La compétitivité hors coût demeure en revanche un handicap pour la France. Pour Mme Isabelle Méjean, professeure au département d'économie de Sciences Po Paris et membre du Conseil d'analyse économique, « malgré la convergence des coûts unitaires du travail, qui a démarré au début des années 2010, les déséquilibres ne se résorbent pas, ce qui fait dire que le problème français est un déficit de compétitivité hors coût, c'est-à-dire, d'une certaine façon, la somme de nos ignorances. La compétitivité hors coût est tout ce qu'on n'explique pas par les coûts, c'est-à-dire beaucoup de choses -- la qualité, la gouvernance, etc. --, difficiles à quantifier et sur lesquelles il est également difficile d'agir. »

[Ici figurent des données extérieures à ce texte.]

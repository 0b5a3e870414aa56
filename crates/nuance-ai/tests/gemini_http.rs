//! Drives `GeminiClient` against a local listener serving canned responses.

use std::time::Duration;

use futures_util::StreamExt;
use nuance_ai::{AiError, ChatService, GeminiClient, WordCatalog};
use nuance_config::gemini::GeminiConfig;
use tokio::io::{AsyncReadExt, AsyncWriteExt};
use tokio::net::{TcpListener, TcpStream};
use tokio::task::JoinHandle;
use tokio::time::timeout;

struct Captured {
    head: String,
    body: String,
}

/// Canned reply, written in several pieces to exercise incremental reads
struct Reply {
    parts: Vec<Vec<u8>>,
    /// Keep the socket open after the last part until the client hangs up
    hang: bool,
}

impl Reply {
    fn json(status: &str, body: &str) -> Self {
        let head = format!(
            "HTTP/1.1 {status}\r\nContent-Type: application/json\r\nContent-Length: {}\r\nConnection: close\r\n\r\n",
            body.len()
        );
        Self {
            parts: vec![head.into_bytes(), body.as_bytes().to_vec()],
            hang: false,
        }
    }

    fn sse(pieces: &[&[u8]]) -> Self {
        let head = "HTTP/1.1 200 OK\r\nContent-Type: text/event-stream\r\nConnection: close\r\n\r\n";
        let mut parts = vec![head.as_bytes().to_vec()];
        parts.extend(pieces.iter().map(|p| p.to_vec()));
        Self { parts, hang: false }
    }

    fn then_hang(mut self) -> Self {
        self.hang = true;
        self
    }
}

async fn start(replies: Vec<Reply>) -> (String, JoinHandle<Vec<Captured>>) {
    let listener = TcpListener::bind("127.0.0.1:0").await.unwrap();
    let addr = listener.local_addr().unwrap();

    let handle = tokio::spawn(async move {
        let mut captured = Vec::new();
        for reply in replies {
            let (mut socket, _) = listener.accept().await.unwrap();
            captured.push(read_request(&mut socket).await);
            for part in reply.parts {
                socket.write_all(&part).await.unwrap();
                socket.flush().await.unwrap();
                tokio::time::sleep(Duration::from_millis(10)).await;
            }
            if reply.hang {
                let mut sink = [0u8; 1024];
                let closed = async { while matches!(socket.read(&mut sink).await, Ok(n) if n > 0) {} };
                let _ = timeout(Duration::from_secs(10), closed).await;
            }
            let _ = socket.shutdown().await;
        }
        captured
    });

    (format!("http://{addr}/v1beta"), handle)
}

async fn read_request(socket: &mut TcpStream) -> Captured {
    let mut buf = Vec::new();
    let mut chunk = [0u8; 4096];

    let header_end = loop {
        let n = socket.read(&mut chunk).await.unwrap();
        assert!(n > 0, "client closed before sending headers");
        buf.extend_from_slice(&chunk[..n]);
        if let Some(pos) = buf.windows(4).position(|w| w == b"\r\n\r\n") {
            break pos;
        }
    };

    let head = String::from_utf8_lossy(&buf[..header_end]).to_string();
    let content_length = head
        .lines()
        .filter_map(|line| line.split_once(':'))
        .find(|(name, _)| name.trim().eq_ignore_ascii_case("content-length"))
        .and_then(|(_, value)| value.trim().parse::<usize>().ok())
        .unwrap_or(0);

    while buf.len() < header_end + 4 + content_length {
        let n = socket.read(&mut chunk).await.unwrap();
        assert!(n > 0, "client closed before sending body");
        buf.extend_from_slice(&chunk[..n]);
    }

    let body = String::from_utf8_lossy(&buf[header_end + 4..header_end + 4 + content_length]).to_string();
    Captured { head, body }
}

fn client(api_url: &str, api_key: &str) -> GeminiClient {
    client_with_timeout(api_url, api_key, 5)
}

fn client_with_timeout(api_url: &str, api_key: &str, timeout_seconds: u64) -> GeminiClient {
    GeminiClient::new(GeminiConfig {
        api_key: api_key.to_string(),
        api_url: api_url.to_string(),
        timeout_seconds,
        ..GeminiConfig::default()
    })
}

fn candidate(text: &str) -> String {
    serde_json::json!({
        "candidates": [{ "content": { "role": "model", "parts": [{ "text": text }] } }]
    })
    .to_string()
}

#[tokio::test]
async fn catalog_fetch_sends_schema_and_parses_entries() {
    let entries = r#"[{"arabic":"صَبْر","transliteration":"সবর","meaning":"ধৈর্য","nuance":"অবিচল থাকা","reference":"সূরা আল-বাকারা ২:১৫৩"}]"#;
    let (url, server) = start(vec![Reply::json("200 OK", &candidate(entries))]).await;

    let words = client(&url, "secret").fetch_by_topic("Patience").await.unwrap();
    assert_eq!(words.len(), 1);
    assert_eq!(words[0].arabic(), "صَبْر");
    assert_eq!(words[0].category(), None);

    let captured = server.await.unwrap();
    let request = &captured[0];
    assert!(request.head.starts_with("POST /v1beta/models/gemini-2.5-flash:generateContent"));
    assert!(request.head.to_ascii_lowercase().contains("x-goog-api-key: secret"));

    let body: serde_json::Value = serde_json::from_str(&request.body).unwrap();
    assert_eq!(body["generationConfig"]["responseMimeType"], "application/json");
    assert_eq!(body["generationConfig"]["responseSchema"]["type"], "ARRAY");
    assert!(
        body["contents"][0]["parts"][0]["text"]
            .as_str()
            .unwrap()
            .contains("Topic: \"Patience\"")
    );
}

#[tokio::test]
async fn catalog_fetch_with_empty_text_yields_no_entries() {
    let (url, server) = start(vec![Reply::json("200 OK", &candidate(""))]).await;

    let words = client(&url, "secret").fetch_by_topic("Time").await.unwrap();
    assert!(words.is_empty());
    server.await.unwrap();
}

#[tokio::test]
async fn catalog_fetch_rejects_off_schema_text() {
    let (url, server) = start(vec![Reply::json("200 OK", &candidate("[{\"arabic\":1}]"))]).await;

    let err = client(&url, "secret").fetch_by_topic("Time").await.unwrap_err();
    assert!(matches!(err, AiError::ResponseFormat(_)));
    server.await.unwrap();
}

#[tokio::test]
async fn catalog_fetch_surfaces_http_errors() {
    let envelope = r#"{"error":{"code":403,"message":"API key not valid","status":"PERMISSION_DENIED"}}"#;
    let (url, server) = start(vec![Reply::json("403 Forbidden", envelope)]).await;

    let err = client(&url, "bad").fetch_by_topic("Time").await.unwrap_err();
    match err {
        AiError::Service(message) => {
            assert!(message.contains("403"));
            assert!(message.contains("API key not valid"));
        }
        other => panic!("unexpected error: {other:?}"),
    }
    server.await.unwrap();
}

#[tokio::test]
async fn missing_key_fails_before_any_connection() {
    let listener = TcpListener::bind("127.0.0.1:0").await.unwrap();
    let url = format!("http://{}/v1beta", listener.local_addr().unwrap());
    let gemini = client(&url, "");

    let err = gemini.fetch_by_topic("Heart").await.unwrap_err();
    assert_eq!(err, AiError::Configuration);
    assert!(matches!(gemini.open_session(), Err(AiError::Configuration)));

    let accepted = timeout(Duration::from_millis(200), listener.accept()).await;
    assert!(accepted.is_err(), "a connection was made without a key");
}

#[tokio::test]
async fn chat_turns_stream_chunks_and_carry_history() {
    let first = format!(
        "data: {}\r\n\r\ndata: {}\r\n\r\ndata: {}\r\n\r\n",
        candidate("আসসা"),
        candidate("লামু "),
        candidate("আলাইকুম")
    );
    let (head, tail) = first.as_bytes().split_at(first.len() / 2);
    let second = format!("data: {}\n\n", candidate("হ্যাঁ"));

    let (url, server) = start(vec![
        Reply::sse(&[head, tail]),
        Reply::sse(&[second.as_bytes()]),
    ])
    .await;

    let gemini = client(&url, "secret");
    let mut session = gemini.open_session().unwrap();

    let mut reply = String::new();
    {
        let mut chunks = session.send("সালাম");
        while let Some(chunk) = chunks.next().await {
            reply.push_str(&chunk.unwrap());
        }
    }
    assert_eq!(reply, "আসসালামু আলাইকুম");

    let chunks: Vec<_> = session.send("আবার?").collect().await;
    assert_eq!(chunks, vec![Ok("হ্যাঁ".to_string())]);

    let captured = server.await.unwrap();
    assert!(captured[0].head.contains(":streamGenerateContent?alt=sse"));

    let body: serde_json::Value = serde_json::from_str(&captured[1].body).unwrap();
    let contents = body["contents"].as_array().unwrap();
    assert_eq!(contents.len(), 3);
    assert_eq!(contents[0]["role"], "user");
    assert_eq!(contents[1]["role"], "model");
    assert_eq!(contents[1]["parts"][0]["text"], "আসসালামু আলাইকুম");
    assert_eq!(contents[2]["parts"][0]["text"], "আবার?");
    assert!(body["systemInstruction"]["parts"][0]["text"].is_string());
}

#[tokio::test]
async fn failed_chat_turn_is_not_remembered() {
    let envelope = r#"{"error":{"code":500,"message":"internal","status":"INTERNAL"}}"#;
    let retry = format!("data: {}\n\n", candidate("ঠিক আছে"));
    let (url, server) = start(vec![
        Reply::json("500 Internal Server Error", envelope),
        Reply::sse(&[retry.as_bytes()]),
    ])
    .await;

    let gemini = client(&url, "secret");
    let mut session = gemini.open_session().unwrap();

    let first: Vec<_> = session.send("প্রথম").collect().await;
    assert_eq!(first.len(), 1);
    assert!(matches!(first[0], Err(AiError::Service(_))));

    let second: Vec<_> = session.send("দ্বিতীয়").collect().await;
    assert_eq!(second, vec![Ok("ঠিক আছে".to_string())]);

    let captured = server.await.unwrap();
    let body: serde_json::Value = serde_json::from_str(&captured[1].body).unwrap();
    assert_eq!(body["contents"].as_array().unwrap().len(), 1);
}

#[tokio::test]
async fn stalled_chat_stream_fails_and_frees_the_session() {
    let started = format!("data: {}\n\n", candidate("শুরু"));
    let retry = format!("data: {}\n\n", candidate("আবার"));
    let (url, server) = start(vec![
        Reply::sse(&[started.as_bytes()]).then_hang(),
        Reply::sse(&[retry.as_bytes()]),
    ])
    .await;

    let gemini = client_with_timeout(&url, "secret", 1);
    let mut session = gemini.open_session().unwrap();

    let first: Vec<_> = timeout(Duration::from_secs(3), session.send("প্রশ্ন").collect())
        .await
        .expect("stalled stream never ended");
    assert_eq!(first.len(), 2);
    assert_eq!(first[0], Ok("শুরু".to_string()));
    assert!(matches!(first[1], Err(AiError::Service(_))));

    let second: Vec<_> = timeout(Duration::from_secs(8), session.send("আবার?").collect())
        .await
        .expect("second turn never ended");
    assert_eq!(second, vec![Ok("আবার".to_string())]);

    // the stalled turn left nothing in the history
    let captured = server.await.unwrap();
    let body: serde_json::Value = serde_json::from_str(&captured[1].body).unwrap();
    assert_eq!(body["contents"].as_array().unwrap().len(), 1);
}

#[tokio::test]
async fn text_before_a_bad_event_arrives_ahead_of_the_error() {
    let mixed = format!("data: {}\n\ndata: not json\n\ndata: {}\n\n", candidate("আগে"), candidate("পরে"));
    let (url, server) = start(vec![Reply::sse(&[mixed.as_bytes()])]).await;

    let gemini = client(&url, "secret");
    let mut session = gemini.open_session().unwrap();

    let chunks: Vec<_> = session.send("প্রশ্ন").collect().await;
    assert_eq!(chunks.len(), 2);
    assert_eq!(chunks[0], Ok("আগে".to_string()));
    assert!(matches!(chunks[1], Err(AiError::ResponseFormat(_))));
    server.await.unwrap();
}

Pour Sarah Guillou, « nous avons très probablement un problème de compétitivité hors prix, c'est-à-dire qu'il faut poursuivre les efforts en matière de R&D et d'éducation. Les Allemands ont un niveau d'investissements R&D technologique très élevé. Il n'y a pas de secret, si vous voulez une compétitivité hors prix, il faut de la qualité, même si au final, les deux compétitivités finissent toujours par se rejoindre parce qu'à qualité égale, c'est toujours le prix qui va faire la différence . »


* 1 Solde des échanges extérieurs ou solde du commerce extérieur : c'est la différence entre la valeur des exportations et celle des importations de biens et services (donc solde de la balance commerciale + solde des échanges de services).

* 2 Les chiffres d'Eurostat et ceux de la Direction générale des Douanes diffèrent. Dans le chiffre d'Eurostat (109,7 milliards d'euros pour la France en 2021) les importations sont comptabilisées CAF (coût assurance fret), c'est-à-dire que les marchandises importées sont valorisées y compris coût d'arrivée sur le territoire français. Dans le chiffre de la DGDDI (84,7 milliards d'euros pour la France toujours) celles-ci sont estimées FAB (franco à bord), c'est-à-dire que ne sont comptabilisées que les valeurs des produits importés eux-mêmes. Cette différence explique l'essentiel de l'écart entre les deux chiffres.

* 3 https://www.insee.fr/fr/statistiques/2531684?sommaire=2531694

* 4 Jean-Marc Daniel, économiste, a également rappelé devant la Délégation les deux écoles d'interprétation de la rupture avec l'excédent commercial : pour les uns c'est le passage à l'euro avec un problème de compétitivité lié à une rupture de notre politique économique avec la perte de l'outil de correction qu'était la dévaluation ; pour les autres c'est le passage aux 35 heures, avec une très forte demande intérieure qui n'a pas en regard le niveau de production suffisant.